Parkin is an ubiquitin-protein ligase (E3), mutations of which cause juvenile onset - autosomal recessive Parkinson's disease, and result in reduced enzymic activity. In contrast, increased levels are protective against mitochondrial dysfunction and neurodegeneration, the mechanism of which is largely unknown. In this study, 2-DE and MS proteomic techniques were utilised to investigate the effects of increased Parkin levels on protein expression in whole cell lysates using in an inducible Parkin expression system in HEK293 cells, and also to isolate potential interactants of Parkin using tandem affinity purification and MS. Nine proteins were significantly differentially expressed (+/-2-fold change; p<0.05) using 2-DE analysis. MS revealed the identity of these proteins to be ACAT2, HNRNPK, HSPD1, PGK1, PRDX6, VCL, VIM, TPI1, and IMPDH2. The first seven of these were reduced in expression. Western blot analysis confirmed the reduction in one of these proteins (HNRNPK), and that its levels were dependent on 26S proteasomal activity. Tandem affinity purification/MS revealed 14 potential interactants of Parkin; CKB, DBT, HSPD1, HSPA9, LRPPRC, NDUFS2, PRDX6, SLC25A5, TPI1, UCHL1, UQCRC1, VCL, YWHAZ, YWHAE. Nine of these are directly involved in mitochondrial energy metabolism and glycolysis; four were also identified in the 2-DE study (HSP60, PRDX6, TPI1, and VCL). This study provides further evidence for a role for Parkin in regulating mitochondrial activity within cells.

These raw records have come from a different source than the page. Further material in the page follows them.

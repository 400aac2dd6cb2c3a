use crate::fixture_parser::parse_fixture_str;
use crate::Assertion;
use crate::AssertionFailure;
use crate::AssertionOutcome;
use crate::SchemaDocument;

const SCHEMA: &str = "\
type Hero {
  id: ID!
  name: String
}

type Query {
  hero: Hero
}

scalar DateTime
";

fn assertion(row: &str) -> Assertion {
    parse_fixture_str("t.csv", row).unwrap().assertions.remove(0)
}

#[test]
fn scope_without_search_term_is_whole_document() {
    let schema = SchemaDocument::new(SCHEMA);
    assert_eq!(schema.scope(None), Some(SCHEMA));
}

#[test]
fn scope_runs_through_next_closing_brace() {
    let schema = SchemaDocument::new(SCHEMA);
    assert_eq!(
        schema.scope(Some("type Query")),
        Some("type Query {\n  hero: Hero\n}"),
    );
}

#[test]
fn scope_without_closing_brace_runs_to_end() {
    let schema = SchemaDocument::new(SCHEMA);
    assert_eq!(schema.scope(Some("scalar")), Some("scalar DateTime\n"));
}

#[test]
fn scope_of_unknown_term_is_none() {
    let schema = SchemaDocument::new(SCHEMA);
    assert_eq!(schema.scope(Some("type Mutation")), None);
}

#[test]
fn passes_on_any_alternative() {
    let schema = SchemaDocument::new(SCHEMA);
    let outcome = schema.evaluate(&assertion("1|type Hero|name: String!'OR'name: String|d"));

    assert_eq!(
        outcome,
        AssertionOutcome::Passed {
            matched_fragment: "name: String".to_string(),
        },
    );
}

#[test]
fn fragment_outside_scope_fails() {
    let schema = SchemaDocument::new(SCHEMA);
    let outcome = schema.evaluate(&assertion("1|type Query|id: ID!|d"));

    match outcome {
        AssertionOutcome::Failed(AssertionFailure::NoFragmentMatched {
            expected,
            scope_excerpt,
        }) => {
            assert_eq!(expected, "`id: ID!`");
            assert_eq!(scope_excerpt, "type Query {\n  hero: Hero\n}");
        },
        other => panic!("Unexpected outcome: {other:?}"),
    }
}

#[test]
fn missing_search_term_fails() {
    let schema = SchemaDocument::new(SCHEMA);
    assert_eq!(
        schema.evaluate(&assertion("1|type Mutation|x|d")),
        AssertionOutcome::Failed(AssertionFailure::SearchTermNotFound {
            search_term: "type Mutation".to_string(),
        }),
    );
}

#[test]
fn matching_is_case_sensitive() {
    let schema = SchemaDocument::new(SCHEMA);
    assert!(!schema.evaluate(&assertion("1||DATETIME|d")).passed());
    assert!(schema.evaluate(&assertion("1||DateTime|d")).passed());
}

帕金蛋白是一种泛素蛋白连接酶(E3),其突变会导致青少年型常染色体隐性帕金森病,并致使酶活性降低。相比之下,其水平升高对线粒体功能障碍和神经退行性变具有保护作用,但其机制在很大程度上尚不清楚。在本研究中,利用二维凝胶电泳(2-DE)和质谱(MS)蛋白质组学技术,在人胚肾293细胞的可诱导帕金蛋白表达系统中,研究帕金蛋白水平升高对全细胞裂解物中蛋白质表达的影响,并通过串联亲和纯化和质谱技术分离帕金蛋白的潜在相互作用蛋白。采用2-DE分析,有9种蛋白质的表达存在显著差异(变化倍数为±2倍;p<0.05)。质谱鉴定出这些蛋白质为乙酰辅酶A乙酰基转移酶2(ACAT2)、不均一核糖核蛋白K(HNRNPK)、热休克蛋白60(HSPD1)、磷酸甘油酸激酶1(PGK1)、过氧化物还原酶6(PRDX6)、纽蛋白(VCL)、波形蛋白(VIM)、磷酸丙糖异构酶1(TPI1)和肌苷酸脱氢酶2(IMPDH2)。其中前7种蛋白质的表达降低。蛋白质印迹分析证实了其中一种蛋白质(HNRNPK)的表达降低,且其水平依赖于26S蛋白酶体活性。串联亲和纯化/质谱分析揭示了帕金蛋白的14种潜在相互作用蛋白;肌酸激酶B(CKB)、二氢硫辛酰胺转乙酰基酶(DBT)、热休克蛋白60(HSPD1)、热休克蛋白A9(HSPA9)、富含亮氨酸的五肽重复序列蛋白C(LRPPRC)、NADH脱氢酶[泛醌]铁硫蛋白2(NDUFS2)、过氧化物还原酶6(PRDX6)、溶质载体家族25成员5(SLC25A5)、磷酸丙糖异构酶1(TPI1)、泛素羧基末端水解酶L1(UCHL1)、泛醌-细胞色素c还原酶核心蛋白1(UQCRC1)、纽蛋白(VCL)、14-3-3ζ蛋白(YWHAZ)、14-3-3ε蛋白(YWHAE)。其中9种直接参与线粒体能量代谢和糖酵解;在二维凝胶电泳研究中也鉴定出了4种(热休克蛋白60、过氧化物还原酶6、磷酸丙糖异构酶1和纽蛋白)。本研究为帕金蛋白在调节细胞内线粒体活性中的作用提供了进一步的证据。